Mahfud MD: Cuti Kampanye Pilkada itu Wajib, Bukan Hak
- VIVAnews/Muhamad Solihin
VIVA.co.id – Mantan Ketua Mahkamah Konstitusi (MK), Mahfud MD, menilai bahwa cuti bagi kandidat kepala daerah – termasuk petahana – merupakan suatu kewajiban, bukan hak. Itu tertuang dalam Undang-Undang Pemilihan Kepala Daerah Nomor 10 Tahun 2016.
"Saya ingin katakan bahwa cuti [kampanye] dalam UU tersebut bukan hak, tetapi kewajiban," kata Mahfud saat ditanyai wartawan di kantor Asosiasi Pengajar Hukum Tata Negara dan Hukum Administrasi Negara (PP APHTN-HAN), Senin, 22 Agustus 2016.
Pernyataan Mahfud ini menyoroti gugatan judicial review Gubernur DKI Jakarta, Basuki Tjahaja Purnama atau Ahok, ke Mahkamah Konstitusi atas UU No. 10 Tahun 2016 terkait cuti kepala daerah yang ingin mencalonkan diri lagi dalam pemilihan umum.
Dijelaskan Mahfud, cuti dalam perundang-undangan ada tiga kategori. Pertama, cuti sifatnya wajib, kedua bersifat hak, dan ketiga adalah larangan. Sementara, dalam UU 10 tahun 2016, dia menilai bahwa seorang calon gubernur, walikota, atau bupati incumbent wajib cuti dari jabatannya.
"Tapi kalau cuti itu sifatnya kewajiban, maka kewajiban itu harus dilakukan. Tidak boleh ditawar. Gubernur dalam UU Nomor 10 tahun 2016 itu wajib cuti, bukan hak. Jadi tidak boleh memilih dia," kata Ketua PP APHTN-HAN itu.
Beda halnya dengan cuti yang bersifat hak. Misalnya, seseorang oleh peraturan diberikan hak untuk mengikuti pemilihan, negara dalam kaitan ini wajib memfasilitasi.

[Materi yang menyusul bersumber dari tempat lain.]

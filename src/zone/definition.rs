//! Serialized zone definitions, as authored by the zone editor.

use serde::{Deserialize, Serialize};

/// A polygon vertex in either `[x, y]` or `{"x": .., "y": ..}` form.
#[derive(Debug, Clone, Copy, PartialEq, Serialize, Deserialize)]
#[serde(untagged)]
pub enum Vertex {
    Pair([f64; 2]),
    Object { x: f64, y: f64 },
}

impl Vertex {
    pub fn xy(&self) -> (f64, f64) {
        match *self {
            Vertex::Pair([x, y]) => (x, y),
            Vertex::Object { x, y } => (x, y),
        }
    }
}

/// Canvas size a polygon was drawn against.
#[derive(Debug, Clone, Copy, PartialEq, Eq, Serialize, Deserialize)]
pub struct Canvas {
    pub width: u32,
    pub height: u32,
}

impl Canvas {
    pub fn new(width: u32, height: u32) -> Self {
        Self { width, height }
    }
}

fn default_color() -> [u8; 3] {
    [0, 255, 0]
}

/// One zone as stored in the zone configuration file.
#[derive(Debug, Clone, PartialEq, Serialize, Deserialize)]
pub struct ZoneDefinition {
    #[serde(alias = "zone_id")]
    pub id: String,
    pub name: String,
    pub polygon: Vec<Vertex>,
    pub allowed_classes: Vec<String>,
    #[serde(default, skip_serializing_if = "Option::is_none")]
    pub reference_canvas: Option<Canvas>,
    /// BGR display color; renderers only
    #[serde(default = "default_color")]
    pub color: [u8; 3],
}

impl ZoneDefinition {
    pub fn new(
        id: impl Into<String>,
        name: impl Into<String>,
        polygon: &[(f64, f64)],
        allowed_classes: &[&str],
    ) -> Self {
        Self {
            id: id.into(),
            name: name.into(),
            polygon: polygon.iter().map(|&(x, y)| Vertex::Pair([x, y])).collect(),
            allowed_classes: allowed_classes.iter().map(|c| c.to_string()).collect(),
            reference_canvas: None,
            color: default_color(),
        }
    }

    pub fn with_reference_canvas(mut self, width: u32, height: u32) -> Self {
        self.reference_canvas = Some(Canvas::new(width, height));
        self
    }
}

/// Top-level zone configuration document.
#[derive(Debug, Clone, PartialEq, Serialize, Deserialize)]
pub struct ZoneDocument {
    pub zones: Vec<ZoneDefinition>,
    #[serde(default = "default_version")]
    pub version: String,
}

fn default_version() -> String {
    "1.0".to_string()
}

#[cfg(test)]
mod tests {
    use super::*;

    #[test]
    fn test_parse_both_vertex_forms() {
        let json = r#"{
            "zones": [
                {
                    "zone_id": "bus-lane",
                    "name": "Bus lane",
                    "polygon": [[0, 0], {"x": 100, "y": 0}, [100, 100]],
                    "allowed_classes": ["bus"],
                    "reference_canvas": {"width": 1280, "height": 720}
                }
            ]
        }"#;
        let doc: ZoneDocument = serde_json::from_str(json).unwrap();
        assert_eq!(doc.version, "1.0");

        let zone = &doc.zones[0];
        assert_eq!(zone.id, "bus-lane");
        let xy: Vec<_> = zone.polygon.iter().map(Vertex::xy).collect();
        assert_eq!(xy, vec![(0.0, 0.0), (100.0, 0.0), (100.0, 100.0)]);
        assert_eq!(zone.reference_canvas, Some(Canvas::new(1280, 720)));
        assert_eq!(zone.color, [0, 255, 0]);
    }

    #[test]
    fn test_missing_canvas_defaults_to_none() {
        let json = r#"{"id": "a", "name": "A", "polygon": [[0,0],[1,0],[1,1]], "allowed_classes": []}"#;
        let zone: ZoneDefinition = serde_json::from_str(json).unwrap();
        assert!(zone.reference_canvas.is_none());
    }
}
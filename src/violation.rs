mod engine;
mod lane;
mod record;

pub use engine::{ViolationEngine, ViolationStatus};
pub use lane::{LaneBoundary, LaneSmoother, lane_violation_score};
pub use record::{TrackKey, ViolationRecord};
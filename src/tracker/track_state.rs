/// Track state enumeration for the centroid tracker lifecycle.
#[derive(Debug, Clone, Copy, PartialEq, Eq, Default)]
pub enum TrackState {
    /// Created this frame from an unmatched detection
    #[default]
    New,
    /// Matched to a detection this frame
    Tracked,
    /// Not matched this frame; aged without a position update
    Missed,
}
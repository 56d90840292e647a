//! Single object track for nearest-centroid tracking.

use std::collections::VecDeque;

use nalgebra::Point2;

use crate::tracker::matching::Detection;
use crate::tracker::rect::Rect;
use crate::tracker::track_state::TrackState;

/// Single object track.
#[derive(Debug, Clone)]
pub struct Track {
    /// Unique track identifier, never reused within one tracker run
    pub track_id: u64,
    /// State after the most recent update
    pub state: TrackState,
    /// Frames elapsed since creation, matched or not
    pub age: u32,
    /// Frames in which the track was matched to a detection
    pub hits: u32,
    /// Frames since the last successful match
    pub consecutive_misses: u32,
    /// Last matched bounding box
    pub bbox: Rect,
    /// Class label of the last matched detection
    pub class: String,
    /// Confidence of the last matched detection
    pub confidence: f64,
    /// Timestamp of the frame that created the track
    pub first_seen: f64,
    /// Timestamp of the last matched frame
    pub last_seen: f64,
    /// Index into this frame's detections, `None` when missed
    pub detection_index: Option<usize>,
    centroid_history: VecDeque<Point2<f64>>,
    history_capacity: usize,
}

impl Track {
    /// Start a track from an unmatched detection.
    pub fn new(
        track_id: u64,
        detection: &Detection,
        detection_index: usize,
        timestamp: f64,
        history_capacity: usize,
    ) -> Self {
        let history_capacity = history_capacity.max(1);
        let mut centroid_history = VecDeque::with_capacity(history_capacity);
        centroid_history.push_back(detection.centroid());

        Self {
            track_id,
            state: TrackState::New,
            age: 1,
            hits: 1,
            consecutive_misses: 0,
            bbox: detection.bbox,
            class: detection.class.clone(),
            confidence: detection.confidence,
            first_seen: timestamp,
            last_seen: timestamp,
            detection_index: Some(detection_index),
            centroid_history,
            history_capacity,
        }
    }

    /// Apply a matched detection.
    pub fn update(&mut self, detection: &Detection, detection_index: usize, timestamp: f64) {
        self.centroid_history.push_back(detection.centroid());
        while self.centroid_history.len() > self.history_capacity {
            self.centroid_history.pop_front();
        }

        self.bbox = detection.bbox;
        self.class.clone_from(&detection.class);
        self.confidence = detection.confidence;
        self.last_seen = timestamp;
        self.detection_index = Some(detection_index);

        self.hits += 1;
        self.consecutive_misses = 0;
        self.age += 1;
        self.state = TrackState::Tracked;
    }

    /// Age the track without a position update.
    pub fn mark_missed(&mut self) {
        self.detection_index = None;
        self.consecutive_misses += 1;
        self.age += 1;
        self.state = TrackState::Missed;
    }

    /// Last known centroid.
    pub fn last_centroid(&self) -> Option<Point2<f64>> {
        self.centroid_history.back().copied()
    }

    /// Centroid positions, oldest first.
    pub fn centroid_history(&self) -> impl Iterator<Item = &Point2<f64>> {
        self.centroid_history.iter()
    }

    pub fn history_len(&self) -> usize {
        self.centroid_history.len()
    }

    pub fn is_confirmed(&self, min_hits: u32) -> bool {
        self.hits >= min_hits
    }
}

#[cfg(test)]
mod tests {
    use super::*;

    fn det_at(cx: f64, cy: f64) -> Detection {
        Detection::new(cx - 5.0, cy - 5.0, cx + 5.0, cy + 5.0, 0.9, "car")
    }

    #[test]
    fn test_new_track_counters() {
        let track = Track::new(7, &det_at(10.0, 10.0), 0, 0.0, 100);
        assert_eq!(track.track_id, 7);
        assert_eq!((track.age, track.hits, track.consecutive_misses), (1, 1, 0));
        assert_eq!(track.state, TrackState::New);
        assert_eq!(track.last_centroid(), Some(Point2::new(10.0, 10.0)));
    }

    #[test]
    fn test_update_and_miss() {
        let mut track = Track::new(1, &det_at(10.0, 10.0), 0, 0.0, 100);
        track.mark_missed();
        assert_eq!((track.age, track.hits, track.consecutive_misses), (2, 1, 1));
        assert_eq!(track.detection_index, None);
        assert_eq!(track.history_len(), 1);

        track.update(&det_at(12.0, 10.0), 3, 0.2);
        assert_eq!((track.age, track.hits, track.consecutive_misses), (3, 2, 0));
        assert_eq!(track.detection_index, Some(3));
        assert_eq!(track.last_centroid(), Some(Point2::new(12.0, 10.0)));
        assert_eq!(track.last_seen, 0.2);
    }

    #[test]
    fn test_history_evicts_oldest() {
        let mut track = Track::new(1, &det_at(0.0, 0.0), 0, 0.0, 3);
        for i in 1..=4 {
            track.update(&det_at(i as f64, 0.0), 0, i as f64);
        }
        let xs: Vec<f64> = track.centroid_history().map(|p| p.x).collect();
        assert_eq!(xs, vec![2.0, 3.0, 4.0]);
    }
}
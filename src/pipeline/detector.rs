//! Trait for the external object detector.

use std::fmt::Display;

use crate::evidence::Frame;
use crate::tracker::Detection;

/// Trait for object detection inference backends.
///
/// Implement this trait to connect any vehicle detection model to the
/// violation pipeline. Detections may come back in any order.
///
/// # Example
///
/// ```ignore
/// use lane_violation_rs::{DetectionSource, Detection};
/// use lane_violation_rs::evidence::Frame;
///
/// struct MyDetector {
///     // Your model here
/// }
///
/// impl DetectionSource for MyDetector {
///     type Error = std::io::Error;
///
///     fn detect(&mut self, frame: &Frame, frame_index: u64) -> Result<Vec<Detection>, Self::Error> {
///         // Run inference and return detections
///         Ok(vec![])
///     }
/// }
/// ```
pub trait DetectionSource {
    /// Error type for detection failures. Failures are logged and the frame
    /// is skipped, so the error only needs to be printable.
    type Error: Display;

    /// Run inference on one frame and return its detections.
    fn detect(&mut self, frame: &Frame, frame_index: u64) -> Result<Vec<Detection>, Self::Error>;
}

/// Helper trait for converting model-specific outputs to `Detection`.
///
/// Implement this for your model's output format to enable easy conversion.
pub trait IntoDetections {
    /// Convert the output into a vector of detections.
    fn into_detections(self) -> Vec<Detection>;
}

impl IntoDetections for Vec<Detection> {
    fn into_detections(self) -> Vec<Detection> {
        self
    }
}
//! Builder for creating Detection objects from various input formats.

use crate::tracker::Detection;

/// Builder for creating `Detection` objects from various input formats.
#[derive(Debug, Clone, Default)]
pub struct DetectionBuilder {
    x1: f64,
    y1: f64,
    x2: f64,
    y2: f64,
    confidence: f64,
    class: String,
    track_id: Option<u64>,
}

impl DetectionBuilder {
    /// Create a new detection builder.
    pub fn new() -> Self {
        Self::default()
    }

    /// Set bounding box in TLBR format (x1, y1, x2, y2).
    pub fn tlbr(mut self, x1: f64, y1: f64, x2: f64, y2: f64) -> Self {
        self.x1 = x1;
        self.y1 = y1;
        self.x2 = x2;
        self.y2 = y2;
        self
    }

    /// Set bounding box in XYWH format (center_x, center_y, width, height).
    pub fn xywh(mut self, cx: f64, cy: f64, w: f64, h: f64) -> Self {
        self.x1 = cx - w / 2.0;
        self.y1 = cy - h / 2.0;
        self.x2 = cx + w / 2.0;
        self.y2 = cy + h / 2.0;
        self
    }

    /// Set bounding box in TLWH format (left, top, width, height).
    pub fn tlwh(mut self, l: f64, t: f64, w: f64, h: f64) -> Self {
        self.x1 = l;
        self.y1 = t;
        self.x2 = l + w;
        self.y2 = t + h;
        self
    }

    /// Set the confidence score.
    pub fn confidence(mut self, confidence: f64) -> Self {
        self.confidence = confidence;
        self
    }

    /// Set the class label.
    pub fn class(mut self, class: impl Into<String>) -> Self {
        self.class = class.into();
        self
    }

    /// Set the identity assigned by an upstream tracker.
    pub fn track_id(mut self, track_id: u64) -> Self {
        self.track_id = Some(track_id);
        self
    }

    /// Build the final `Detection`.
    pub fn build(self) -> Detection {
        let mut det = Detection::new(
            self.x1,
            self.y1,
            self.x2,
            self.y2,
            self.confidence,
            self.class,
        );
        det.track_id = self.track_id;
        det
    }
}
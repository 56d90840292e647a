//! ViolationPipeline: detection, tracking, violation checks and evidence per frame.

use std::collections::{HashMap, HashSet};
use std::sync::atomic::{AtomicBool, Ordering};

use serde::Serialize;
use tracing::{debug, info, warn};

use crate::error::Result;
use crate::evidence::{
    DiskSnapshotStore, EvidenceSnapshot, Frame, FrameRetentionBuffer, SnapshotRequest,
    SnapshotStore,
};
use crate::pipeline::config::{EvaluationMode, IdentitySource, PipelineConfig};
use crate::pipeline::detector::DetectionSource;
use crate::pipeline::stats::{RunStatistics, StatsCollector};
use crate::tracker::{CentroidTracker, Detection};
use crate::violation::{LaneBoundary, LaneSmoother, TrackKey, ViolationEngine, ViolationStatus};
use crate::zone::ZoneStore;

const PROGRESS_EVERY: u64 = 30;

/// One detection after identity assignment and evaluation.
#[derive(Debug, Clone, PartialEq, Serialize)]
pub struct TrackedDetection {
    pub detection: Detection,
    pub track_id: Option<u64>,
    /// None while the track is not yet active
    pub violation: Option<ViolationStatus>,
    pub confirmed: bool,
}

/// Outcome of one `process_frame` call.
#[derive(Debug, Clone, PartialEq, Serialize)]
pub struct FrameResult {
    pub frame_index: u64,
    /// False for frames dropped by frame sampling
    pub sampled: bool,
    /// True when detection failed on this frame
    pub skipped: bool,
    pub detections: Vec<TrackedDetection>,
    /// Snapshots saved on this frame
    pub evidence: Vec<EvidenceSnapshot>,
}

impl FrameResult {
    fn new(frame_index: u64, sampled: bool, skipped: bool) -> Self {
        Self {
            frame_index,
            sampled,
            skipped,
            detections: Vec::new(),
            evidence: Vec::new(),
        }
    }

    /// Detections violating on this frame.
    pub fn violations(&self) -> impl Iterator<Item = &TrackedDetection> {
        self.detections
            .iter()
            .filter(|d| d.violation.as_ref().is_some_and(|v| v.is_violating))
    }

    /// Detections whose violation is confirmed on this frame.
    pub fn confirmed(&self) -> impl Iterator<Item = &TrackedDetection> {
        self.detections.iter().filter(|d| d.confirmed)
    }
}
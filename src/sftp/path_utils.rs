//! Remote path helpers for SFTP operations
//!
//! Remote SFTP paths always use `/` as separator (per SFTP protocol), even
//! when the server runs on Windows.

/// Check if a remote SFTP path is absolute.
pub fn is_absolute_remote_path(path: &str) -> bool {
    path.starts_with('/')
}

/// Join remote SFTP path components using `/` separator.
pub fn join_remote_path(base: &str, component: &str) -> String {
    let component = component.trim_start_matches('/');
    if base.is_empty() {
        component.to_string()
    } else if base.ends_with('/') {
        format!("{}{}", base, component)
    } else {
        format!("{}/{}", base, component)
    }
}

/// Lexically clean a remote path: collapse repeated separators, drop `.`
/// and resolve `..` where possible.
pub fn clean_remote_path(path: &str) -> String {
    let absolute = is_absolute_remote_path(path);
    let mut parts: Vec<&str> = Vec::new();

    for part in path.split('/') {
        match part {
            "" | "." => {}
            ".." => match parts.last() {
                Some(&last) if last != ".." => {
                    parts.pop();
                }
                _ if absolute => {}
                _ => parts.push(".."),
            },
            other => parts.push(other),
        }
    }

    let joined = parts.join("/");
    match (absolute, joined.is_empty()) {
        (true, _) => format!("/{}", joined),
        (false, true) => ".".to_string(),
        (false, false) => joined,
    }
}

/// Everything but the last element of a remote path.
///
/// A trailing separator counts as an empty last element, so the parent of
/// `/x/` is `/x`.
pub fn remote_dirname(path: &str) -> String {
    match path.rfind('/') {
        Some(0) => "/".to_string(),
        Some(idx) => clean_remote_path(&path[..idx]),
        None => ".".to_string(),
    }
}

#[cfg(test)]
mod tests {
    use super::*;

    #[test]
    fn test_is_absolute_remote_path() {
        assert!(is_absolute_remote_path("/home/user"));
        assert!(is_absolute_remote_path("/"));
        assert!(!is_absolute_remote_path("relative/path"));
        assert!(!is_absolute_remote_path("C:\\Windows")); // Not a remote absolute path
    }

    #[test]
    fn test_join_remote_path() {
        assert_eq!(join_remote_path("/home", "file.txt"), "/home/file.txt");
        assert_eq!(join_remote_path("/home/", "file.txt"), "/home/file.txt");
        assert_eq!(join_remote_path("/", "home"), "/home");
        assert_eq!(join_remote_path("/x", "/b.txt"), "/x/b.txt");
    }

    #[test]
    fn test_clean_remote_path() {
        assert_eq!(clean_remote_path("/x//y/"), "/x/y");
        assert_eq!(clean_remote_path("/x/./y/../z"), "/x/z");
        assert_eq!(clean_remote_path("/.."), "/");
        assert_eq!(clean_remote_path("a/../../b"), "../b");
        assert_eq!(clean_remote_path(""), ".");
    }

    #[test]
    fn test_remote_dirname() {
        assert_eq!(remote_dirname("/x/"), "/x");
        assert_eq!(remote_dirname("/x/b.txt"), "/x");
        assert_eq!(remote_dirname("/b.txt"), "/");
        assert_eq!(remote_dirname("b.txt"), ".");
        assert_eq!(remote_dirname("etc/app/"), "etc/app");
    }
}
//! SFTP module
//!
//! Recursive, permission-preserving file sync between the local filesystem
//! and a remote SFTP endpoint.

pub mod error;
pub mod path_utils;
pub mod remote_fs;
pub mod sync;

pub use error::SftpError;
pub use remote_fs::{RemoteAttrs, RemoteFileKind, RemoteFs};
pub use sync::SyncEngine;
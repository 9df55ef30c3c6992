//! Remotes Storage
//!
//! Reads and writes the remotes file.
//! Location: ~/.sshcompose on macOS/Linux, %APPDATA%\SshCompose on Windows

use std::collections::BTreeMap;
use std::path::PathBuf;

use serde::{Deserialize, Serialize};
use tokio::fs;
use tokio::io::AsyncWriteExt;

use super::remote::Remote;

/// Remotes storage errors
#[derive(Debug, thiserror::Error)]
pub enum StorageError {
    #[error("Failed to determine config directory")]
    NoConfigDir,

    #[error("IO error: {0}")]
    Io(#[from] std::io::Error),

    #[error("JSON error: {0}")]
    Json(#[from] serde_json::Error),

    #[error("Remote {0} not found")]
    RemoteNotFound(String),

    #[error("No remote selected and no default remote configured")]
    NoDefaultRemote,
}

/// Named remotes plus the default selection
#[derive(Debug, Clone, Default, Serialize, Deserialize)]
pub struct RemotesConfig {
    #[serde(default, rename = "default-remote", skip_serializing_if = "Option::is_none")]
    pub default_remote: Option<String>,

    #[serde(default)]
    pub remotes: BTreeMap<String, Remote>,
}

impl RemotesConfig {
    pub fn add_remote(&mut self, name: impl Into<String>, remote: Remote) {
        self.remotes.insert(name.into(), remote);
    }

    pub fn del_remote(&mut self, name: &str) -> Option<Remote> {
        self.remotes.remove(name)
    }

    pub fn get_remote(&self, name: &str) -> Option<&Remote> {
        self.remotes.get(name)
    }

    /// Pick `name` if given, otherwise the default remote
    pub fn select(&self, name: Option<&str>) -> Result<(String, &Remote), StorageError> {
        let name = match name {
            Some(n) => n.to_string(),
            None => self
                .default_remote
                .clone()
                .ok_or(StorageError::NoDefaultRemote)?,
        };
        let remote = self
            .remotes
            .get(&name)
            .ok_or_else(|| StorageError::RemoteNotFound(name.clone()))?;
        Ok((name, remote))
    }
}

/// Get the configuration directory
/// Returns %APPDATA%\SshCompose on Windows, ~/.sshcompose on macOS/Linux
pub fn config_dir() -> Result<PathBuf, StorageError> {
    #[cfg(windows)]
    {
        if let Some(app_data) = dirs::config_dir() {
            return Ok(app_data.join("SshCompose"));
        }
        dirs::home_dir()
            .map(|home| home.join(".sshcompose"))
            .ok_or(StorageError::NoConfigDir)
    }

    #[cfg(not(windows))]
    {
        dirs::home_dir()
            .map(|home| home.join(".sshcompose"))
            .ok_or(StorageError::NoConfigDir)
    }
}

/// Get the remotes file path
pub fn remotes_file() -> Result<PathBuf, StorageError> {
    Ok(config_dir()?.join("remotes.json"))
}

/// Remotes file manager
pub struct RemotesStorage {
    path: PathBuf,
}

impl RemotesStorage {
    /// Create a storage manager with the default path
    pub fn new() -> Result<Self, StorageError> {
        Ok(Self {
            path: remotes_file()?,
        })
    }

    /// Create storage manager with custom path
    pub fn with_path(path: PathBuf) -> Self {
        Self { path }
    }

    async fn ensure_dir(&self) -> Result<(), StorageError> {
        if let Some(parent) = self.path.parent() {
            fs::create_dir_all(parent).await?;
        }
        Ok(())
    }

    /// Load the remotes file. A missing file yields an empty config.
    pub async fn load(&self) -> Result<RemotesConfig, StorageError> {
        match fs::read_to_string(&self.path).await {
            Ok(contents) => Ok(serde_json::from_str(&contents)?),
            Err(e) if e.kind() == std::io::ErrorKind::NotFound => Ok(RemotesConfig::default()),
            Err(e) => Err(StorageError::Io(e)),
        }
    }

    /// Save the remotes file
    pub async fn save(&self, config: &RemotesConfig) -> Result<(), StorageError> {
        self.ensure_dir().await?;

        // Write to temp file first, then rename (atomic write)
        let temp_path = self.path.with_extension("json.tmp");
        let json = serde_json::to_string_pretty(config)?;

        let mut file = fs::File::create(&temp_path).await?;
        file.write_all(json.as_bytes()).await?;
        file.sync_all().await?;

        fs::rename(&temp_path, &self.path).await?;

        Ok(())
    }

    /// Directory holding the remotes file, exported to host commands as `SSHC_CONF`
    pub fn dir(&self) -> Option<PathBuf> {
        self.path.parent().map(|p| p.to_path_buf())
    }

    pub fn path(&self) -> &PathBuf {
        &self.path
    }
}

"Lalu, kalau yang larangan contohnya ya, Anda petugas yang mengamati sebuah gunung, lalu karena anda punya cuti kemudian diambil saat gunung itu meletus, bisa atasannya tidak mengizinkan, 'ini gunung meletus, kamu dilarang ambil cuti hari ini, besok saja'. Itu cuti sifatnya larangan," kata Mahfud.